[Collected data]
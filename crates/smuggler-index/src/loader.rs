//! Per-repository metadata loading through the fetcher and cache.

use crate::error::Result;
use crate::universe::PackageUniverse;
use crate::{apk, apt, yum};
use smuggler_cache::{ArtefactKind, CacheKey, MetadataCache};
use smuggler_catalog::{resolve_url, Distribution, Repository};
use smuggler_core::{Architecture, PackageFamily};
use smuggler_fetch::{gunzip, gunzip_untar_member, Fetcher};
use tracing::{info, warn};

/// Loads repository metadata into [`PackageUniverse`]s.
///
/// Artefacts go through the metadata cache keyed by
/// `(family, repo URL, arch, artefact)`. A repository that fails to fetch
/// or parse is logged and skipped; the remaining repositories may still
/// satisfy the resolve.
#[derive(Debug)]
pub struct MetadataLoader<'a> {
    fetcher: &'a Fetcher,
    cache: &'a MetadataCache,
}

impl<'a> MetadataLoader<'a> {
    /// Create a loader over the given collaborators.
    #[must_use]
    pub fn new(fetcher: &'a Fetcher, cache: &'a MetadataCache) -> Self {
        Self { fetcher, cache }
    }

    /// Load every enabled repository of a distribution into one universe.
    pub async fn load_distribution(
        &self,
        dist: &Distribution,
        arch: Architecture,
    ) -> Result<PackageUniverse> {
        let mut universe = PackageUniverse::new(dist.family);

        for repo in dist.enabled_repos() {
            match self.load_repo(dist, repo, arch).await {
                Ok(packages) => {
                    info!(
                        repo = repo.id,
                        packages = packages.len(),
                        "loaded repository metadata"
                    );
                    universe.extend(packages);
                }
                Err(e) => {
                    warn!(repo = repo.id, error = %e, "skipping repository");
                }
            }
        }
        Ok(universe)
    }

    /// Load one repository's packages, filtered to `arch`.
    pub async fn load_repo(
        &self,
        dist: &Distribution,
        repo: &Repository,
        arch: Architecture,
    ) -> Result<Vec<smuggler_core::Package>> {
        let base = resolve_url(repo, dist.family, arch, &dist.id)?;
        match dist.family {
            PackageFamily::Yum => self.load_yum(&base, repo, arch).await,
            PackageFamily::Apt => self.load_apt(&base, repo, arch).await,
            PackageFamily::Apk => self.load_apk(&base, repo, arch).await,
        }
    }

    /// Fetch an artefact through the cache.
    async fn fetch_cached(
        &self,
        family: PackageFamily,
        base: &str,
        arch: Architecture,
        artefact: ArtefactKind,
        url: &str,
    ) -> Result<Vec<u8>> {
        let key = CacheKey::new(family, base, arch, artefact);
        if let Some(cached) = self.cache.get(&key) {
            return Ok(cached.to_vec());
        }
        let bytes = self.fetcher.get_bytes(url, None).await?;
        self.cache.set(key, bytes.to_vec());
        Ok(bytes.to_vec())
    }

    async fn load_yum(
        &self,
        base: &str,
        repo: &Repository,
        arch: Architecture,
    ) -> Result<Vec<smuggler_core::Package>> {
        let repomd_url = format!("{base}/repodata/repomd.xml");
        let repomd = self
            .fetch_cached(PackageFamily::Yum, base, arch, ArtefactKind::Repomd, &repomd_url)
            .await?;

        let entries = yum::parse_repomd(&repomd)?;
        let primary = yum::primary_location(&entries)?;

        let primary_url = format!("{base}/{}", primary.location);
        let compressed = self
            .fetch_cached(PackageFamily::Yum, base, arch, ArtefactKind::Primary, &primary_url)
            .await?;
        let xml = gunzip(&compressed)?;

        yum::parse_primary(&xml, &repo.id, arch)
    }

    async fn load_apt(
        &self,
        base: &str,
        repo: &Repository,
        arch: Architecture,
    ) -> Result<Vec<smuggler_core::Package>> {
        let release_url = format!("{base}/Release");
        let release_bytes = self
            .fetch_cached(PackageFamily::Apt, base, arch, ArtefactKind::Release, &release_url)
            .await?;
        let release = apt::parse_release(&String::from_utf8_lossy(&release_bytes));

        let deb_arch = arch.canonical_for(PackageFamily::Apt);
        let component = release
            .components
            .first()
            .cloned()
            .unwrap_or_else(|| "main".to_string());

        let packages_url = format!("{base}/{component}/binary-{deb_arch}/Packages.gz");
        let compressed = self
            .fetch_cached(PackageFamily::Apt, base, arch, ArtefactKind::Packages, &packages_url)
            .await?;
        let text = gunzip(&compressed)?;

        let mut packages = apt::parse_packages(
            &String::from_utf8_lossy(&text),
            &repo.id,
            arch,
        )?;

        // Filename paths are relative to the archive root, two segments
        // above the dists/<suite> base; rebase them so a URL join against
        // the repository base resolves.
        for pkg in &mut packages {
            if !pkg.location.starts_with("../") {
                pkg.location = format!("../../{}", pkg.location);
            }
        }
        Ok(packages)
    }

    async fn load_apk(
        &self,
        base: &str,
        repo: &Repository,
        arch: Architecture,
    ) -> Result<Vec<smuggler_core::Package>> {
        let apk_arch = arch.canonical_for(PackageFamily::Apk);
        let index_url = format!("{base}/{apk_arch}/APKINDEX.tar.gz");
        let container = self
            .fetch_cached(PackageFamily::Apk, base, arch, ArtefactKind::ApkIndex, &index_url)
            .await?;

        let text = gunzip_untar_member(&container, "APKINDEX")?;
        apk::parse_apkindex(&String::from_utf8_lossy(&text), &repo.id, arch)
    }
}

#[cfg(test)]
mod tests {
    use super::*;
    use smuggler_test_utils::fixtures;
    use wiremock::matchers::{method, path};
    use wiremock::{Mock, MockServer, ResponseTemplate};

    fn test_distribution(base_url: &str, family: PackageFamily) -> Distribution {
        let mut repo = smuggler_catalog::lookup("rocky-9").unwrap().default_repos[0].clone();
        repo.base_url = base_url.to_string();
        repo.id = "test".to_string();
        Distribution {
            id: "test-9".to_string(),
            name: "Test".to_string(),
            version: "9".to_string(),
            codename: None,
            family,
            architectures: vec![Architecture::X86_64],
            default_repos: vec![repo],
            extended_repos: vec![],
        }
    }

    #[tokio::test]
    async fn yum_load_end_to_end() {
        let server = MockServer::start().await;
        Mock::given(method("GET"))
            .and(path("/repodata/repomd.xml"))
            .respond_with(
                ResponseTemplate::new(200).set_body_bytes(fixtures::REPOMD_XML.as_bytes()),
            )
            .mount(&server)
            .await;
        Mock::given(method("GET"))
            .and(path("/repodata/primary.xml.gz"))
            .respond_with(
                ResponseTemplate::new(200)
                    .set_body_bytes(fixtures::gzip(fixtures::PRIMARY_XML.as_bytes())),
            )
            .mount(&server)
            .await;

        let fetcher = Fetcher::with_defaults().unwrap();
        let cache = MetadataCache::session();
        let loader = MetadataLoader::new(&fetcher, &cache);
        let dist = test_distribution(&server.uri(), PackageFamily::Yum);

        let universe = loader
            .load_distribution(&dist, Architecture::X86_64)
            .await
            .unwrap();
        assert_eq!(universe.len(), 4);
        assert_eq!(universe.by_name("curl").len(), 1);
    }

    #[tokio::test]
    async fn second_load_hits_cache() {
        let server = MockServer::start().await;
        Mock::given(method("GET"))
            .and(path("/repodata/repomd.xml"))
            .respond_with(
                ResponseTemplate::new(200).set_body_bytes(fixtures::REPOMD_XML.as_bytes()),
            )
            .expect(1)
            .mount(&server)
            .await;
        Mock::given(method("GET"))
            .and(path("/repodata/primary.xml.gz"))
            .respond_with(
                ResponseTemplate::new(200)
                    .set_body_bytes(fixtures::gzip(fixtures::PRIMARY_XML.as_bytes())),
            )
            .expect(1)
            .mount(&server)
            .await;

        let fetcher = Fetcher::with_defaults().unwrap();
        let cache = MetadataCache::session();
        let loader = MetadataLoader::new(&fetcher, &cache);
        let dist = test_distribution(&server.uri(), PackageFamily::Yum);

        for _ in 0..2 {
            let universe = loader
                .load_distribution(&dist, Architecture::X86_64)
                .await
                .unwrap();
            assert_eq!(universe.len(), 4);
        }
        assert!(cache.stats().hits >= 2);
    }

    #[tokio::test]
    async fn failing_repo_is_skipped() {
        let server = MockServer::start().await;
        Mock::given(method("GET"))
            .respond_with(ResponseTemplate::new(404))
            .mount(&server)
            .await;

        let fetcher = Fetcher::with_defaults().unwrap();
        let cache = MetadataCache::session();
        let loader = MetadataLoader::new(&fetcher, &cache);
        let dist = test_distribution(&server.uri(), PackageFamily::Yum);

        let universe = loader
            .load_distribution(&dist, Architecture::X86_64)
            .await
            .unwrap();
        assert!(universe.is_empty());
    }

    #[tokio::test]
    async fn apk_load_extracts_index_member() {
        let server = MockServer::start().await;
        Mock::given(method("GET"))
            .and(path("/x86_64/APKINDEX.tar.gz"))
            .respond_with(
                ResponseTemplate::new(200).set_body_bytes(fixtures::apkindex_tar_gz()),
            )
            .mount(&server)
            .await;

        let fetcher = Fetcher::with_defaults().unwrap();
        let cache = MetadataCache::session();
        let loader = MetadataLoader::new(&fetcher, &cache);
        let dist = test_distribution(&server.uri(), PackageFamily::Apk);

        let universe = loader
            .load_distribution(&dist, Architecture::X86_64)
            .await
            .unwrap();
        assert_eq!(universe.by_name("curl").len(), 1);
        assert_eq!(universe.by_capability("so:libssl.so.3").len(), 1);
    }

    #[tokio::test]
    async fn apt_load_rebases_pool_paths() {
        let server = MockServer::start().await;
        Mock::given(method("GET"))
            .and(path("/Release"))
            .respond_with(ResponseTemplate::new(200).set_body_bytes(fixtures::RELEASE.as_bytes()))
            .mount(&server)
            .await;
        Mock::given(method("GET"))
            .and(path("/main/binary-amd64/Packages.gz"))
            .respond_with(
                ResponseTemplate::new(200)
                    .set_body_bytes(fixtures::gzip(fixtures::PACKAGES.as_bytes())),
            )
            .mount(&server)
            .await;

        let fetcher = Fetcher::with_defaults().unwrap();
        let cache = MetadataCache::session();
        let loader = MetadataLoader::new(&fetcher, &cache);
        let dist = test_distribution(&server.uri(), PackageFamily::Apt);

        let universe = loader
            .load_distribution(&dist, Architecture::Amd64)
            .await
            .unwrap();
        let curl = &universe.by_name("curl")[0];
        assert!(curl.location.starts_with("../../pool/"));
    }
}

### YOUR TASK
Search the entries above for "text". Show every line that has it.

### WRITTEN RESPONSE
        let text = gunzip(&compressed)?;
            &String::from_utf8_lossy(&text),
        let text = gunzip_untar_member(&container, "APKINDEX")?;
        apk::parse_apkindex(&String::from_utf8_lossy(&text), &repo.id, arch)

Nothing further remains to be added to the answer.